In fact, our conception of Santa Claus can largely be attributed to a single 1828 poem, Clement Clarke Moore’s “A Visit from St. Nicholas,” which enshrined the nation’s image of Santa–with his “little round belly” and a beard “as white as the snow–and propagated the idea of him coming through chimneys to deliver gifts in stockings, now common knowledge to children across the country. It’s just one of the ways our Christmas traditions can be traced to quirks of history.

But odd and seemingly arbitrary Christmas traditions are not only the purview of the United States. Around the world, in countries that are majority Christian and countries that are majority not, unique practices emerge as the holiday approaches.
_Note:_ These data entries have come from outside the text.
//! Bounded retry with exponential backoff around any [`CatalogClient`].
//!
//! Reads are retried on transient failures (network, 429, 5xx). Calls that
//! create or append on the remote side are retried on 429 only: a timeout
//! or a 5xx may arrive after the write was applied. Once the attempts are
//! used up the last error is handed back unchanged, so the caller's
//! soft-fail handling stays the terminal behaviour.

use super::error::CatalogError;
use super::traits::CatalogClient;
use super::types::{ArtistSummary, PlaylistSummary, RecommendedTrack, TrackDetails};
use crate::config::RetryPolicy;
use crate::models::AccessToken;
use async_trait::async_trait;
use rand::Rng;
use std::collections::HashSet;
use std::future::Future;
use std::time::Duration;

pub struct RetryingCatalog<C> {
    inner: C,
    policy: RetryPolicy,
}

impl<C: CatalogClient> RetryingCatalog<C> {
    pub fn new(inner: C, policy: RetryPolicy) -> Self {
        Self { inner, policy }
    }

    pub fn inner(&self) -> &C {
        &self.inner
    }

    async fn with_retry<T, F, Fut>(&self, operation: &str, call: F) -> Result<T, CatalogError>
    where
        F: Fn() -> Fut + Send,
        Fut: Future<Output = Result<T, CatalogError>> + Send,
        T: Send,
    {
        self.retry_when(operation, CatalogError::is_transient, call)
            .await
    }

    async fn retry_when<T, F, Fut>(
        &self,
        operation: &str,
        retryable: fn(&CatalogError) -> bool,
        call: F,
    ) -> Result<T, CatalogError>
    where
        F: Fn() -> Fut + Send,
        Fut: Future<Output = Result<T, CatalogError>> + Send,
        T: Send,
    {
        let max_attempts = self.policy.max_attempts.max(1);
        let mut attempt = 1;

        loop {
            match call().await {
                Ok(value) => return Ok(value),
                Err(e) if retryable(&e) && attempt < max_attempts => {
                    let delay = self.delay_for(attempt, e.retry_after());
                    log::warn!(
                        "{} failed (attempt {}/{}): {}, retrying in {}ms",
                        operation,
                        attempt,
                        max_attempts,
                        e,
                        delay.as_millis()
                    );
                    tokio::time::sleep(delay).await;
                    attempt += 1;
                }
                Err(e) => {
                    if attempt > 1 {
                        log::warn!("{} gave up after {} attempts: {}", operation, attempt, e);
                    }
                    return Err(e);
                }
            }
        }
    }

    /// Delay before the retry that follows failed attempt `attempt`.
    fn delay_for(&self, attempt: u32, retry_after: Option<Duration>) -> Duration {
        if let Some(after) = retry_after {
            return after;
        }

        let exp = self
            .policy
            .base_delay_ms
            .saturating_mul(1u64 << (attempt - 1).min(16));
        let capped = exp.min(self.policy.max_delay_ms);
        let jitter = if capped > 0 {
            rand::rng().random_range(0..=capped / 4)
        } else {
            0
        };
        Duration::from_millis(capped + jitter)
    }
}

#[async_trait]
impl<C: CatalogClient> CatalogClient for RetryingCatalog<C> {
    async fn list_playlists(
        &self,
        token: &AccessToken,
    ) -> Result<Vec<PlaylistSummary>, CatalogError> {
        self.with_retry("list_playlists", || self.inner.list_playlists(token))
            .await
    }

    async fn list_playlist_tracks(
        &self,
        token: &AccessToken,
        playlist_id: &str,
    ) -> Result<Vec<String>, CatalogError> {
        self.with_retry("list_playlist_tracks", || {
            self.inner.list_playlist_tracks(token, playlist_id)
        })
        .await
    }

    async fn top_artists(
        &self,
        token: &AccessToken,
        limit: usize,
    ) -> Result<Vec<ArtistSummary>, CatalogError> {
        self.with_retry("top_artists", || self.inner.top_artists(token, limit))
            .await
    }

    async fn artist_top_tracks(
        &self,
        token: &AccessToken,
        artist_id: &str,
        market: &str,
        limit: usize,
    ) -> Result<Vec<String>, CatalogError> {
        self.with_retry("artist_top_tracks", || {
            self.inner.artist_top_tracks(token, artist_id, market, limit)
        })
        .await
    }

    async fn artist_genres(
        &self,
        token: &AccessToken,
        artist_id: &str,
    ) -> Result<Vec<String>, CatalogError> {
        self.with_retry("artist_genres", || self.inner.artist_genres(token, artist_id))
            .await
    }

    async fn genre_seeds(&self, token: &AccessToken) -> Result<HashSet<String>, CatalogError> {
        self.with_retry("genre_seeds", || self.inner.genre_seeds(token))
            .await
    }

    async fn recommendations(
        &self,
        token: &AccessToken,
        genres: &[String],
        limit: usize,
    ) -> Result<Vec<RecommendedTrack>, CatalogError> {
        self.with_retry("recommendations", || {
            self.inner.recommendations(token, genres, limit)
        })
        .await
    }

    async fn get_track(
        &self,
        token: &AccessToken,
        track_id: &str,
    ) -> Result<TrackDetails, CatalogError> {
        self.with_retry("get_track", || self.inner.get_track(token, track_id))
            .await
    }

    async fn create_playlist(
        &self,
        token: &AccessToken,
        owner_id: &str,
        name: &str,
        description: &str,
        public: bool,
    ) -> Result<String, CatalogError> {
        self.retry_when("create_playlist", CatalogError::is_rate_limited, || {
            self.inner
                .create_playlist(token, owner_id, name, description, public)
        })
        .await
    }

    async fn add_tracks(
        &self,
        token: &AccessToken,
        playlist_id: &str,
        uris: &[String],
    ) -> Result<(), CatalogError> {
        self.retry_when("add_tracks", CatalogError::is_rate_limited, || {
            self.inner.add_tracks(token, playlist_id, uris)
        })
        .await
    }

    async fn replace_all_tracks(
        &self,
        token: &AccessToken,
        playlist_id: &str,
        uris: &[String],
        batch_size: usize,
    ) -> Result<(), CatalogError> {
        // Clears before inserting, so running it again converges on `uris`.
        self.with_retry("replace_all_tracks", || {
            self.inner
                .replace_all_tracks(token, playlist_id, uris, batch_size)
        })
        .await
    }
}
Here’s a look at some of the notable and sometimes bizarre Christmas time traditions around the world.

Japan

The vast majority of Japan is not Christian, but one Christmas tradition persists: a trip to KFC. Since a “Kurisumasu ni wa kentakkii!” (Kentucky for Christmas!) marketing campaign was launched in Japan in 1974, the American chain has become a popular Christmas Eve hotspot. The campaign worked so well that sales that night typically outpace those of the rest of the year. Some people even order their bucket of fried chicken ahead, to beat the Christmas crowds.

Sweden

In the Swedish town of Gävle, it is traditional to construct a 30-foot tall giant straw “Yule Goat” — a Christmas symbol in Sweden for centuries. And it’s tradition for some meddling kids (actually, unidentified criminal arsonists) to try to burn it down. According to the Gävle tourist board, the goat has been burned down 25 times since its construction became an annual tradition in 1966. So far this year, the Gävle goat is safely standing, as you can see on this webcam. You can also follow him on Twitter.

India

Christians comprise roughly 2 percent of the Indian population, or 24 million people. But Christmas trees in the warm climate are in short supply, so in lieu of the evergreen conifer many Indian families will adorn banana or mango trees with ornaments. In Christian communities, which are mostly in southern India, people put oil-lamps of clay on their flat roof-tops to celebrate the season.

Ukraine

Americans would recognize the Christmas trees decorated in Ukraine, as they’re similar to the traditional, Western fir tree, but Ukrainians will sometimes decorate them with an unlikely ornament: spider webs. The tradition stems from a Ukrainian folk tale, about a widow whose family was so poor they had no money to decorate their tree. Instead, a spider span a web around it on Christmas Eve — and when the first light of day hit it on Christmas morning, it turned into a beautiful web of gold and silver.

Iceland

Beware the Yule Cat! This traditional Christmas fiend is said to terrorize the Icelandic countryside, particularly targeting those who don’t receive new clothes for Christmas. But the frightening festive feline is just one of Iceland’s “Christmas fiends”, who include Grýla, a three-headed ogress with goat-horns. The creature’s sons, the “Yule Lads”, hand out Christmas gifts to children who have been good (and rotten vegetables to those who have been bad).

Italy

Only in Italy do the witches bring gifts to children. That’s La Befana, a broom-flying, kindly witch who effectively takes over from Santa–in Italy, “Babbo Natale”—about two weeks after Christmas on Epiphany to deliver gifts to the good, and ash to the bad. Though the witch has her roots in the pre-Christian pagan tradition, she features in some tellings of the Christmas story in Italy — as an old woman who refuses to give the Wise Men directions to Bethlehem because she is too busy cleaning, and is forced to ride a broomstick for eternity as a result. The town of Le Marche, in northwestern Italy, celebrates her coming every January.

Czech Republic

Save the ham. In the Czech Republic, carp is the mainstay of a Christmas dinner. The tradition of eating carp on Christian holidays dates back as far as the 11th century, when Bohemian monasteries would construct fishponds for the express use of farming the fish. Until recently, Czech families would buy a live carp in the weeks before Christmas and keep it in a bathtub, before slaughtering it on Christmas Eve ready for the following day’s meal. Many Czechs still take part in the festive superstition of saving a dried (and cleaned) scale from the Christmas fish in their wallets for luck over the coming year.